Ainda longe do ideal
Pesquisa do Idec revela que 10 das capitais mais populosas do País poderiam investir muito mais na infraestrutura para ônibus
Embora a Política de Mobilidade Urbana determine, desde 2012, que o transporte coletivo seja prioridade nos municípios, as prefeituras ainda investem muito pouco nesse tipo de transporte, dando preferência a obras voltadas ao deslocamento de automóveis individuais. Assim, o Idec resolveu investigar a quantidade de faixas e corredores exclusivos para ônibus nas 12 cidades mais populosas do País (veja quais são elas no quadro “Como foi feita a pesquisa”) e compará-la às características socioeconômicas de cada cidade, pois dessa maneira é possível cobrar das autoridades melhor uso do dinheiro público para melhoria da qualidade de vida e da mobilidade dos brasileiros.
Para garantir melhor desempenho do sistema de ônibus no Brasil, os corredores são soluções mais eficientes do que as faixas exclusivas, porém, eles são muito mais caros. Enquanto um corredor do tipo BRT, como o Sistema MOVE de Belo Horizonte, custa cerca de R$ 43 milhões por km, as faixas exclusivas custam cerca de R$ 50 mil por km, segundo dados da Prefeitura de São Paulo para o período de 2013 a 2016.
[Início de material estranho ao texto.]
//! Protocol variant facts.
//!
//! Two mutually incompatible firmware dialects are known. The variant
//! is established once per session by probing (see the client crate)
//! and then drives response lengths, checksum use, and command
//! framing. Within the standard dialect, the state sub-type byte
//! further refines per-device capabilities.

use crate::codec;

/// A firmware command/response dialect.
#[derive(Debug, Clone, Copy, PartialEq, Eq)]
pub enum ProtocolVariant {
    /// The original dialect: 11-byte state frames, no checksums.
    LegacyOriginal,
    /// The current dialect: 14-byte state frames, additive checksums.
    Standard,
}

impl ProtocolVariant {
    /// Legacy probe bytes; the detector falls back to these when the
    /// standard state query goes unanswered.
    pub const LEGACY_PROBE: [u8; 3] = [0xef, 0x01, 0x77];

    /// Expected state response length for this dialect.
    pub fn state_response_len(&self) -> usize {
        match self {
            ProtocolVariant::LegacyOriginal => crate::STATE_RESPONSE_LEN_LEGACY,
            ProtocolVariant::Standard => crate::STATE_RESPONSE_LEN_STANDARD,
        }
    }

    /// Whether commands carry a trailing additive checksum.
    pub fn uses_checksum(&self) -> bool {
        matches!(self, ProtocolVariant::Standard)
    }

    /// The framed "get state" query for this dialect.
    pub fn state_query(&self) -> Vec<u8> {
        match self {
            ProtocolVariant::LegacyOriginal => Self::LEGACY_PROBE.to_vec(),
            ProtocolVariant::Standard => codec::with_checksum(vec![0x81, 0x8a, 0x8b]),
        }
    }
}

/// Per-device capabilities, refined from the state sub-type byte.
#[derive(Debug, Clone, Copy, Default, PartialEq, Eq)]
pub struct Capabilities {
    /// Device actually supports RGBW output.
    pub rgbw_capable: bool,
    /// Device cannot address color and white channels independently;
    /// every channel write updates both regardless of the mask.
    pub rgbw_protocol: bool,
    /// 5-channel device with a separate cold-white byte in channel
    /// writes and state frames.
    pub dual_white: bool,
}

impl Capabilities {
    /// Derives capability flags from the state response sub-type byte.
    pub fn from_subtype(subtype: u8) -> Self {
        Self {
            rgbw_protocol: matches!(subtype, 0x04 | 0x33 | 0x81),
            rgbw_capable: matches!(subtype, 0x04 | 0x25 | 0x33 | 0x81 | 0x44),
            dual_white: matches!(subtype, 0x25 | 0x27 | 0x35 | 0xa1),
        }
    }
}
Para o Idec a priorização do transporte coletivo é urgente, para aumentar a velocidade das viagens, melhorando a experiência de quem anda de ônibus e atraindo novos usuários. No entanto, Rafael Calabria, pesquisador em Mobilidade Urbana do Idec e responsável por esta pesquisa, explica que a escolha entre uma infraestrutura completa – como os corredores –, que garantem viagens mais rápidas e com maior capacidade para transporte de passageiros, e uma infraestrutura simples e econômica – como as faixas –, que influenciam positivamente o transporte coletivo, depende de uma análise detalhada do município. “O ideal é que os corredores fiquem nas vias mais importantes das cidades, e as faixas exclusivas, em avenidas secundárias e ruas principais. Mas, como medida de urgência, defendemos a implantação de faixas exclusivas antes da construção de corredores”, ele declara. Ana Odila de Paiva Souza, ex-diretora da SPTrans, concorda: “Como técnica, eu acho importante reservar uma faixa exclusiva para os coletivos imediatamente”.
COMO FOI FEITA A PESQUISA
“Nosso objetivo era descobrir a quantidade, em quilômetros, de faixas e corredores de ônibus das 12 capitais mais populosas do País - Belém (PA), Belo Horizonte (MG), Brasília (DF), Curitiba (PR), Fortaleza (CE), Goiânia (GO), Manaus (AM), Porto Alegre (RS), Recife (PE), Rio de Janeiro (RJ), Salvador (BA) e São Paulo (SP), a fim de avaliar a prioridade dada ao sistema de transporte coletivo sobre pneus. Para obter esses dados, utilizamos a Lei de Acesso à Informação. Com a maior parte deles em mãos, os comparamos com dados socioeconômicos para entender quanto os municípios investem em mobilidade. Os pedidos foram feitos entre 6 e 14 de março de 2018. Os dados solicitados foram: quilometragem de corredores para ônibus à esquerda e de faixas exclusivas à direita; quilometragem de vias públicas e como funcionam corredores e faixas em relação a proibição de táxis”.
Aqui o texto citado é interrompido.